Subscription Mill (also known as North Leverton Windmill) is a Grade II* listed commercially working tower mill at North Leverton in Nottinghamshire, England, that was built in 1813.

==History==
Subscription Mill was built in 1813 by local farmers to mill their grain. It served the villages of Fenton, Habblesthorpe, North Leverton and Sturton le Steeple. The Subscription Mill Company was formed. The mill was built to grind corn for members of the company, and also for local farmers and the poor. In 1884 the mill was extended and gained an extra floor. The windmill has continued to work through all of its life, making it unique. In 1952 the windmill was designated a Grade II* listed building. In 1956 a new limited company was formed. In July 1959, a sail was struck by lightning and damaged. Repairs costing £3,000 were carried out with a grant and loan from Nottinghamshire County Council, and grants from the Council for the Preservation of Rural England, the Ministry of Works and Retford Rural District Council. The works were carried out by Thompson's, the Alford, Lincolnshire millwrights. The mill was again struck by lightning in 1972. The mill was repaired the next year.

==Description==
The mill has four floors and is built to the Lincolnshire style. It has four Patent sails mounted on a cross, an Ogee cap and an eight bladed fantail.

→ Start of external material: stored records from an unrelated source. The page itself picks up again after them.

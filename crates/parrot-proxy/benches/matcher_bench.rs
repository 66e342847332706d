use criterion::{black_box, criterion_group, criterion_main, BenchmarkId, Criterion, Throughput};
use parrot_proxy::filters::Filters;
use parrot_proxy::model::{
    Body, HttpRequest, HttpResponse, MatchType, Verification, VerificationTimes,
};
use parrot_proxy::predicate::{BodyMatcher, HttpRequestMatcher, RegexStringMatcher};
use parrot_proxy::recording::RequestLog;

fn create_request(id: usize) -> HttpRequest {
    HttpRequest::new()
        .with_method("POST")
        .with_path(format!("/api/v1/endpoint{id}"))
        .with_header("Host", "localhost:8080")
        .with_header("Content-Type", "application/json")
        .with_header("Connection", "keep-alive")
        .with_query_parameter("page", "1")
        .with_body(Body::string(format!(r#"{{"id": {id}, "name": "item", "tags": ["a", "b"]}}"#)))
}

fn bench_request_matching(c: &mut Criterion) {
    let mut group = c.benchmark_group("request_matching");
    let request = create_request(7);

    let patterns = [
        ("wildcard", HttpRequest::new()),
        ("method_path", HttpRequest::new().with_method("POST").with_path("/api/v1/endpoint7")),
        ("regex_path", HttpRequest::new().with_path("/api/v\\d+/endpoint\\d+")),
        (
            "headers_and_query",
            HttpRequest::new()
                .with_header("host", "localhost:.*")
                .with_query_parameter("page", "1"),
        ),
        (
            "json_body",
            HttpRequest::new().with_body(Body::json(r#"{"id": 7, "tags": ["b", "a"]}"#)),
        ),
    ];

    group.throughput(Throughput::Elements(1));
    for (name, pattern) in patterns {
        let matcher = HttpRequestMatcher::new(&pattern);
        group.bench_function(name, |b| b.iter(|| matcher.matches(black_box(&request))));
    }

    group.finish();
}

fn bench_string_and_body_matchers(c: &mut Criterion) {
    let mut group = c.benchmark_group("field_matchers");

    let regex = RegexStringMatcher::new("/api/v\\d+/users/[a-z0-9-]+");
    group.bench_function("regex_string", |b| {
        b.iter(|| regex.matches(black_box(Some("/api/v2/users/abc-123"))))
    });

    let actual = Body::string(r#"{"user": {"id": 1, "roles": ["admin", "dev"]}, "active": true}"#);
    let only_matching = BodyMatcher::new(Body::json(r#"{"user": {"roles": ["dev", "admin"]}}"#));
    group.bench_function("json_only_matching_fields", |b| {
        b.iter(|| only_matching.matches(black_box(Some(&actual))))
    });

    let strict = BodyMatcher::new(Body::json_with_match_type(
        r#"{"user": {"id": 1, "roles": ["admin", "dev"]}, "active": true}"#,
        MatchType::Strict,
    ));
    group.bench_function("json_strict", |b| b.iter(|| strict.matches(black_box(Some(&actual)))));

    group.finish();
}

fn bench_filter_pipeline(c: &mut Criterion) {
    let mut group = c.benchmark_group("filter_pipeline");

    for filter_count in [0usize, 10, 100].iter() {
        let mut filters = Filters::new();
        for i in 0..*filter_count {
            filters.add_request_filter(
                HttpRequest::new().with_path(format!("/api/v1/endpoint{i}")),
                |request: HttpRequest| Some(request.with_header("X-Filtered", "true")),
            );
        }
        let request = create_request(filter_count / 2);

        group.throughput(Throughput::Elements(1));
        group.bench_with_input(
            BenchmarkId::new("apply_on_request_filters", filter_count),
            filter_count,
            |b, _| b.iter(|| filters.apply_on_request_filters(black_box(request.clone()))),
        );
    }

    group.finish();
}

fn bench_verification(c: &mut Criterion) {
    let mut group = c.benchmark_group("verification");

    for log_size in [100usize, 1000].iter() {
        let log = RequestLog::new();
        for i in 0..*log_size {
            log.add(create_request(i % 10), HttpResponse::new());
        }
        let verification = Verification::new(
            HttpRequest::new().with_path("/api/v1/endpoint3"),
            VerificationTimes::at_least(1),
        );

        group.bench_with_input(BenchmarkId::new("verify", log_size), log_size, |b, _| {
            b.iter(|| log.verify(black_box(&verification)))
        });
    }

    group.finish();
}

criterion_group!(
    benches,
    bench_request_matching,
    bench_string_and_body_matchers,
    bench_filter_pipeline,
    bench_verification
);
criterion_main!(benches);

There are three sets of millstones, two of which are wind-driven, and one set driven from an external engine/tractor.

==Public access==
The windmill is entirely maintained by a group of volunteers, and is open to the public every Saturday from 11:00 am whilst 4:00 pm during spring and summer seasons, with an earlier closing time of 3:00 pm during autumn and winter. Admission is free but there is a donation box towards the upkeep of the mill.

North Leverton Windmill holds an annual grand open weekend, "Family Fun Weekend", in early September. In addition to the windmill and visitor centre being open, there is a small festival atmosphere with craft stalls, food & drink stalls, local farming machinery displays and a car show during the day. In the evening, live music from local bands entertain the crowd.